The U.S. Court of Appeals for the Eighth Circuit held that an acknowledgment of receipt of Truth in Lending Act "right to cancel" disclosures signed by mortgage loan borrowers at their closing created a rebuttable presumption that the borrowers had received the requisite number of copies, and that the borrowers had failed to raise a triable question of fact rebutting the presumption. The ruling affirmed the decision of a federal district court in Minnesota, on remand from the Supreme Court, granting summary judgment to the lender (Jesinoski v. Countrywide Home Loans, Inc., Feb. 28, 2018, Melloy, M.).
Pursuant to TILA and its regulations, borrowers may rescind their loan within three days of closing, but the rescission period extends to three years if the lender fails to deliver "the required notice or material disclosures" (12 C.F.R. §1026.23(a)(3)(1); 15 U.S.C. §1635(a), (f)). At the loan closing, the borrowers each signed their names to an acknowledgment form stating that they had received two copies of a notice of right to cancel. More than three days but fewer than three years after the closing, the borrowers sent a notice of rescission. In the litigation, the borrowers argued that their notice of rescission was timely because they claimed that they had received a total of only two copies of the notice of their right to cancel.
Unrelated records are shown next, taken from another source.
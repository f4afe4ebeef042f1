//! User-facing error notification

use windows::core::{w, PCWSTR};
use windows::Win32::UI::WindowsAndMessaging::{MessageBoxW, MB_ICONERROR, MB_OK};

/// Sink for user-visible error messages. The session reports through this
/// so tests can observe notifications without a message box.
pub trait Notifier {
    fn notify(&mut self, message: &str);
}

/// Blocking message-box notifier.
pub struct UserNotifier;

impl Notifier for UserNotifier {
    fn notify(&mut self, message: &str) {
        show_error(message);
    }
}

/// Show a blocking error dialog.
pub fn show_error(message: &str) {
    let wide: Vec<u16> = message.encode_utf16().chain(std::iter::once(0)).collect();

    unsafe {
        MessageBoxW(
            None,
            PCWSTR(wide.as_ptr()),
            w!("RegionCast"),
            MB_OK | MB_ICONERROR,
        );
    }
}
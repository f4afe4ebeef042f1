//! Per-monitor screen snapshot using GDI
//!
//! Captured once when the overlay is enabled. Two bitmaps are kept per
//! monitor — the original pixels and a pre-darkened copy — each selected
//! into its own memory DC so painting is plain BitBlt work.

use crate::{OverlayError, OverlayResult};
use common::MonitorInfo;
use windows::Win32::Graphics::Gdi::{
    BitBlt, CreateCompatibleBitmap, CreateCompatibleDC, DeleteDC, DeleteObject, GetDC, GetDIBits,
    ReleaseDC, SelectObject, SetDIBits, BITMAPINFO, BITMAPINFOHEADER, BI_RGB, DIB_RGB_COLORS, HDC,
    HGDIOBJ, SRCCOPY,
};

/// Brightness kept by the dimmed copy, out of 256.
const DIM_NUMERATOR: u32 = 96;

/// Darken a BGRA pixel buffer in place, leaving alpha untouched.
pub fn darken_bgra(pixels: &mut [u8]) {
    for chunk in pixels.chunks_exact_mut(4) {
        chunk[0] = ((chunk[0] as u32 * DIM_NUMERATOR) >> 8) as u8;
        chunk[1] = ((chunk[1] as u32 * DIM_NUMERATOR) >> 8) as u8;
        chunk[2] = ((chunk[2] as u32 * DIM_NUMERATOR) >> 8) as u8;
    }
}

fn bitmap_info(width: i32, height: i32) -> BITMAPINFO {
    BITMAPINFO {
        bmiHeader: BITMAPINFOHEADER {
            biSize: std::mem::size_of::<BITMAPINFOHEADER>() as u32,
            biWidth: width,
            biHeight: -height, // Top-down DIB
            biPlanes: 1,
            biBitCount: 32,
            biCompression: BI_RGB.0,
            ..Default::default()
        },
        bmiColors: [Default::default()],
    }
}

/// Frozen pixels of one monitor.
pub struct Snapshot {
    source_dc: HDC,
    dimmed_dc: HDC,
    source_bitmap: HGDIOBJ,
    dimmed_bitmap: HGDIOBJ,
    old_source: HGDIOBJ,
    old_dimmed: HGDIOBJ,
    width: i32,
    height: i32,
}

impl Snapshot {
    /// Capture the monitor's current pixels.
    pub fn capture(monitor: &MonitorInfo) -> OverlayResult<Self> {
        let width = monitor.rect.width as i32;
        let height = monitor.rect.height as i32;

        unsafe {
            let screen_dc = GetDC(None);
            if screen_dc.is_invalid() {
                return Err(OverlayError::Snapshot("failed to get screen DC".into()));
            }

            let source_dc = CreateCompatibleDC(screen_dc);
            let source_bitmap = CreateCompatibleBitmap(screen_dc, width, height);
            let old_source = SelectObject(source_dc, source_bitmap);

            let blitted = BitBlt(
                source_dc,
                0,
                0,
                width,
                height,
                screen_dc,
                monitor.rect.x,
                monitor.rect.y,
                SRCCOPY,
            );
            if let Err(e) = blitted {
                SelectObject(source_dc, old_source);
                let _ = DeleteObject(source_bitmap);
                let _ = DeleteDC(source_dc);
                ReleaseDC(None, screen_dc);
                return Err(e.into());
            }

            // Read the pixels back, darken them, and build the second
            // bitmap from the darkened buffer.
            let mut bmi = bitmap_info(width, height);
            let mut pixels = vec![0u8; (width * height * 4) as usize];

            GetDIBits(
                source_dc,
                source_bitmap,
                0,
                height as u32,
                Some(pixels.as_mut_ptr() as *mut _),
                &mut bmi,
                DIB_RGB_COLORS,
            );

            darken_bgra(&mut pixels);

            let dimmed_bitmap = CreateCompatibleBitmap(screen_dc, width, height);
            SetDIBits(
                screen_dc,
                dimmed_bitmap,
                0,
                height as u32,
                pixels.as_ptr() as *const _,
                &bmi,
                DIB_RGB_COLORS,
            );

            let dimmed_dc = CreateCompatibleDC(screen_dc);
            let old_dimmed = SelectObject(dimmed_dc, dimmed_bitmap);

            ReleaseDC(None, screen_dc);

            Ok(Self {
                source_dc,
                dimmed_dc,
                source_bitmap: HGDIOBJ(source_bitmap.0),
                dimmed_bitmap: HGDIOBJ(dimmed_bitmap.0),
                old_source,
                old_dimmed,
                width,
                height,
            })
        }
    }

    /// Memory DC holding the original pixels.
    pub fn source_dc(&self) -> HDC {
        self.source_dc
    }

    /// Memory DC holding the darkened pixels.
    pub fn dimmed_dc(&self) -> HDC {
        self.dimmed_dc
    }

    pub fn width(&self) -> i32 {
        self.width
    }

    pub fn height(&self) -> i32 {
        self.height
    }
}

impl Drop for Snapshot {
    fn drop(&mut self) {
        unsafe {
            SelectObject(self.source_dc, self.old_source);
            SelectObject(self.dimmed_dc, self.old_dimmed);
            let _ = DeleteObject(self.source_bitmap);
            let _ = DeleteObject(self.dimmed_bitmap);
            let _ = DeleteDC(self.source_dc);
            let _ = DeleteDC(self.dimmed_dc);
        }
    }
}

#[cfg(test)]
mod tests {
    use super::*;

    #[test]
    fn darken_reduces_color_channels_only() {
        let mut pixels = [200u8, 100, 50, 255];
        darken_bgra(&mut pixels);

        assert!(pixels[0] < 200);
        assert!(pixels[1] < 100);
        assert!(pixels[2] < 50);
        assert_eq!(pixels[3], 255);
    }

    #[test]
    fn darken_is_stable_on_black() {
        let mut pixels = [0u8, 0, 0, 255, 0, 0, 0, 255];
        darken_bgra(&mut pixels);
        assert_eq!(pixels, [0, 0, 0, 255, 0, 0, 0, 255]);
    }
}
Court’s decision. The Eighth Circuit held that, pursuant to TILA, a signed acknowledgment that the borrowers received the notice created a rebuttable presumption of proper delivery. Despite the fact that the acknowledgment did not specify that the borrowers had each received two copies, the court held that the language of the acknowledgment gave rise to the presumption that they had, in fact, received the proper number of copies.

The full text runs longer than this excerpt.